Facebook KingFacebook is very powerful right now, pervading our everyday lives and businesses. And they have no intention of stopping. While not as acquisition-hungry as Google, which has a reputation for buying up every great small business in sight, Facebook is expanding scope like hotcakes. Places, Deals, Marketplace, Photo Recognition, Questions, Games, Groups, Mobile…the list of Facebook products grows everyday.

So my question stands:  Will Facebook rule the future of social?

No, I don’t think so. Facebook, while omnipresent, is not currently based in natural human exchange. Pokes, wall posts and events are digital abstractions of real dialog. The future of social will be…more social.

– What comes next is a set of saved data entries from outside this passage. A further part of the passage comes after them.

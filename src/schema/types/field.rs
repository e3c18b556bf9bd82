use once_cell::sync::Lazy;
use regex::Regex;
use serde::{Deserialize, Serialize};
use std::collections::HashMap;
use std::fmt;

use super::validation_rule::ValidationRule;

/// Opaque, stable field identifier (a v4 UUID for fields minted by the store).
pub type FieldId = String;

/// Current value of every filled-in field, keyed by field id.
pub type SubmissionData = HashMap<FieldId, FieldValue>;

static WHITESPACE_RUN: Lazy<Regex> = Lazy::new(|| Regex::new(r"\s+").expect("static regex"));

/// Input control family of a field.
///
/// Persisted as the lower-case type name. Names this crate does not know are
/// kept verbatim in [`FieldType::Unsupported`] so that saved forms written by a
/// newer builder still load.
#[derive(Debug, Clone, PartialEq, Eq, Hash, Serialize, Deserialize)]
#[serde(from = "String", into = "String")]
pub enum FieldType {
    Text,
    Number,
    Textarea,
    Select,
    Radio,
    Checkbox,
    Date,
    Unsupported(String),
}

impl FieldType {
    /// All field types the builder can create, in palette order.
    pub const ALL: [FieldType; 7] = [
        FieldType::Text,
        FieldType::Number,
        FieldType::Textarea,
        FieldType::Select,
        FieldType::Radio,
        FieldType::Checkbox,
        FieldType::Date,
    ];

    pub fn as_str(&self) -> &str {
        match self {
            FieldType::Text => "text",
            FieldType::Number => "number",
            FieldType::Textarea => "textarea",
            FieldType::Select => "select",
            FieldType::Radio => "radio",
            FieldType::Checkbox => "checkbox",
            FieldType::Date => "date",
            FieldType::Unsupported(name) => name,
        }
    }

    /// Select, radio and checkbox fields choose from a list of options.
    pub fn has_options(&self) -> bool {
        matches!(self, FieldType::Select | FieldType::Radio | FieldType::Checkbox)
    }
}

impl From<String> for FieldType {
    fn from(name: String) -> Self {
        match name.as_str() {
            "text" => FieldType::Text,
            "number" => FieldType::Number,
            "textarea" => FieldType::Textarea,
            "select" => FieldType::Select,
            "radio" => FieldType::Radio,
            "checkbox" => FieldType::Checkbox,
            "date" => FieldType::Date,
            _ => FieldType::Unsupported(name),
        }
    }
}

impl From<FieldType> for String {
    fn from(field_type: FieldType) -> Self {
        field_type.as_str().to_string()
    }
}

impl fmt::Display for FieldType {
    fn fmt(&self, f: &mut fmt::Formatter<'_>) -> fmt::Result {
        f.write_str(self.as_str())
    }
}

/// A value held by a field: user input, a default, or a computed result.
#[derive(Debug, Clone, PartialEq, Serialize, Deserialize)]
#[serde(untagged)]
pub enum FieldValue {
    Bool(bool),
    Number(f64),
    Text(String),
    List(Vec<String>),
}

impl FieldValue {
    pub fn text(value: impl Into<String>) -> Self {
        FieldValue::Text(value.into())
    }

    /// Whether the value counts as "not filled in" for a required field.
    pub fn is_empty(&self) -> bool {
        match self {
            FieldValue::Bool(b) => !b,
            FieldValue::Number(n) => *n == 0.0 || n.is_nan(),
            FieldValue::Text(s) => s.is_empty(),
            FieldValue::List(items) => items.is_empty(),
        }
    }

    /// Renders the value as text: lists are comma-joined, numbers drop a
    /// trailing `.0`.
    pub fn to_text(&self) -> String {
        match self {
            FieldValue::Bool(b) => b.to_string(),
            FieldValue::Number(n) => format_number(*n),
            FieldValue::Text(s) => s.clone(),
            FieldValue::List(items) => items.join(","),
        }
    }
}

impl fmt::Display for FieldValue {
    fn fmt(&self, f: &mut fmt::Formatter<'_>) -> fmt::Result {
        f.write_str(&self.to_text())
    }
}

impl From<&str> for FieldValue {
    fn from(value: &str) -> Self {
        FieldValue::Text(value.to_string())
    }
}

impl From<String> for FieldValue {
    fn from(value: String) -> Self {
        FieldValue::Text(value)
    }
}

impl From<f64> for FieldValue {
    fn from(value: f64) -> Self {
        FieldValue::Number(value)
    }
}

impl From<bool> for FieldValue {
    fn from(value: bool) -> Self {
        FieldValue::Bool(value)
    }
}

impl From<Vec<String>> for FieldValue {
    fn from(value: Vec<String>) -> Self {
        FieldValue::List(value)
    }
}

/// Formats a number the way form values are displayed: integral values without
/// a fractional part, `Infinity`/`NaN` spelled out. Magnitudes of `1e21` and
/// above or below `1e-7` use exponent form, as in `1e+21` or `1.5e-8`.
pub fn format_number(n: f64) -> String {
    if n.is_nan() {
        "NaN".to_string()
    } else if n.is_infinite() {
        if n > 0.0 { "Infinity" } else { "-Infinity" }.to_string()
    } else if n == 0.0 {
        "0".to_string()
    } else if n.abs() >= 1e21 || n.abs() < 1e-7 {
        let exp = format!("{:e}", n);
        match exp.split_once('e') {
            Some((mantissa, power)) if !power.starts_with('-') => {
                format!("{}e+{}", mantissa, power)
            }
            _ => exp,
        }
    } else {
        n.to_string()
    }
}

/// Configuration of a computed field.
#[derive(Debug, Clone, PartialEq, Default, Serialize, Deserialize)]
#[serde(rename_all = "camelCase")]
pub struct DerivedConfig {
    /// Non-derived fields the formula reads, in selection order.
    #[serde(default)]
    pub parent_fields: Vec<FieldId>,
    #[serde(default)]
    pub formula: String,
}

impl DerivedConfig {
    pub fn new(parent_fields: Vec<FieldId>, formula: impl Into<String>) -> Self {
        Self {
            parent_fields,
            formula: formula.into(),
        }
    }
}

#[derive(Debug, Clone, PartialEq, Serialize, Deserialize)]
#[serde(rename_all = "camelCase")]
pub struct Field {
    pub id: FieldId,
    #[serde(rename = "type")]
    pub field_type: FieldType,
    pub label: String,
    #[serde(default)]
    pub required: bool,
    #[serde(default, skip_serializing_if = "Option::is_none")]
    pub default_value: Option<FieldValue>,
    #[serde(default, skip_serializing_if = "Option::is_none")]
    pub placeholder: Option<String>,
    #[serde(default, skip_serializing_if = "Vec::is_empty")]
    pub options: Vec<String>,
    #[serde(default)]
    pub is_derived: bool,
    #[serde(default, skip_serializing_if = "Option::is_none")]
    pub derived_config: Option<DerivedConfig>,
    #[serde(default)]
    pub validation_rules: Vec<ValidationRule>,
}

impl Field {
    pub fn new(id: impl Into<FieldId>, field_type: FieldType, label: impl Into<String>) -> Self {
        Self {
            id: id.into(),
            field_type,
            label: label.into(),
            required: false,
            default_value: None,
            placeholder: None,
            options: Vec::new(),
            is_derived: false,
            derived_config: None,
            validation_rules: Vec::new(),
        }
    }

    pub fn required(mut self) -> Self {
        self.required = true;
        self
    }

    pub fn with_default(mut self, value: impl Into<FieldValue>) -> Self {
        self.default_value = Some(value.into());
        self
    }

    pub fn with_options<I, S>(mut self, options: I) -> Self
    where
        I: IntoIterator<Item = S>,
        S: Into<String>,
    {
        self.options = options.into_iter().map(Into::into).collect();
        self
    }

    pub fn with_rule(mut self, rule: ValidationRule) -> Self {
        self.validation_rules.push(rule);
        self
    }

    /// Turns the field into a computed field reading `parents`.
    pub fn derived(mut self, parents: Vec<FieldId>, formula: impl Into<String>) -> Self {
        self.is_derived = true;
        self.derived_config = Some(DerivedConfig::new(parents, formula));
        self
    }

    /// The token a formula uses to refer to this field: the label lower-cased
    /// with whitespace runs collapsed to `_`, or the id when that is empty.
    pub fn formula_token(&self) -> String {
        let token = WHITESPACE_RUN
            .replace_all(&self.label.to_lowercase(), "_")
            .into_owned();
        if token.is_empty() {
            self.id.clone()
        } else {
            token
        }
    }

    /// Derived configuration, only when the field is actually marked derived.
    pub fn active_derivation(&self) -> Option<&DerivedConfig> {
        if self.is_derived {
            self.derived_config.as_ref()
        } else {
            None
        }
    }
}

#[cfg(test)]
mod tests {
    use super::*;

    #[test]
    fn test_formula_token_collapses_whitespace() {
        let field = Field::new("f1", FieldType::Text, "First   Name");
        assert_eq!(field.formula_token(), "first_name");

        let field = Field::new("f2", FieldType::Date, " Date of\tBirth");
        assert_eq!(field.formula_token(), "_date_of_birth");
    }

    #[test]
    fn test_formula_token_falls_back_to_id() {
        let field = Field::new("abc-123", FieldType::Text, "");
        assert_eq!(field.formula_token(), "abc-123");
    }

    #[test]
    fn test_format_number() {
        assert_eq!(format_number(7.5), "7.5");
        assert_eq!(format_number(-0.0), "0");
        assert_eq!(format_number(1e20), "100000000000000000000");
        assert_eq!(format_number(1e21), "1e+21");
        assert_eq!(format_number(-2.5e22), "-2.5e+22");
        assert_eq!(format_number(1e-7), "1e-7");
        assert_eq!(format_number(1.5e-8), "1.5e-8");
        assert_eq!(format_number(0.000001), "0.000001");
    }

    #[test]
    fn test_unknown_field_type_survives_round_trip() {
        let json = r#"{"id":"x","type":"rating","label":"Stars","validationRules":[]}"#;
        let field: Field = serde_json::from_str(json).unwrap();
        assert_eq!(field.field_type, FieldType::Unsupported("rating".to_string()));

        let back = serde_json::to_value(&field).unwrap();
        assert_eq!(back["type"], "rating");
    }

    #[test]
    fn test_field_value_untagged_forms() {
        let values: Vec<FieldValue> =
            serde_json::from_str(r#"[true, 4.5, "hi", ["a", "b"]]"#).unwrap();
        assert_eq!(
            values,
            vec![
                FieldValue::Bool(true),
                FieldValue::Number(4.5),
                FieldValue::text("hi"),
                FieldValue::List(vec!["a".to_string(), "b".to_string()]),
            ]
        );
    }

    #[test]
    fn test_emptiness_and_text() {
        assert!(FieldValue::text("").is_empty());
        assert!(FieldValue::Bool(false).is_empty());
        assert!(FieldValue::Number(0.0).is_empty());
        assert!(FieldValue::List(vec![]).is_empty());
        assert!(!FieldValue::text(" ").is_empty());

        assert_eq!(FieldValue::Number(7.0).to_text(), "7");
        assert_eq!(FieldValue::Number(7.5).to_text(), "7.5");
        assert_eq!(
            FieldValue::List(vec!["a".into(), "b".into()]).to_text(),
            "a,b"
        );
    }
}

Facebook is a closed social graph. And by that, I mean it’s A) restricted to the people you “friend,” B) restricted to the people signed up on Facebook and C) restricted to active device users. This type of social network is limiting and far too much effort. Worse, it’s not human. In real life, we meet people and they become acquaintances. We spend more time with people and they become our friends (or enemies). There is no mutual contract, no “friend” button. Venture capitalist Fred Wilson touches on the unnatural effort involved in curating your various network lists when he forecasts the Implicit Social Graph.

Social technology will evolve. I predict that a platform with the most open, implicit social graph and a passive user experience that promotes true human interaction by keeping your phone in your pocket will take the cake as social media king. Facebook is not situated, nor was it founded, to promote such an organic vision.

What do you predict? Do you think Facebook is an unstoppable behemoth or will the value of real life ultimately take it down?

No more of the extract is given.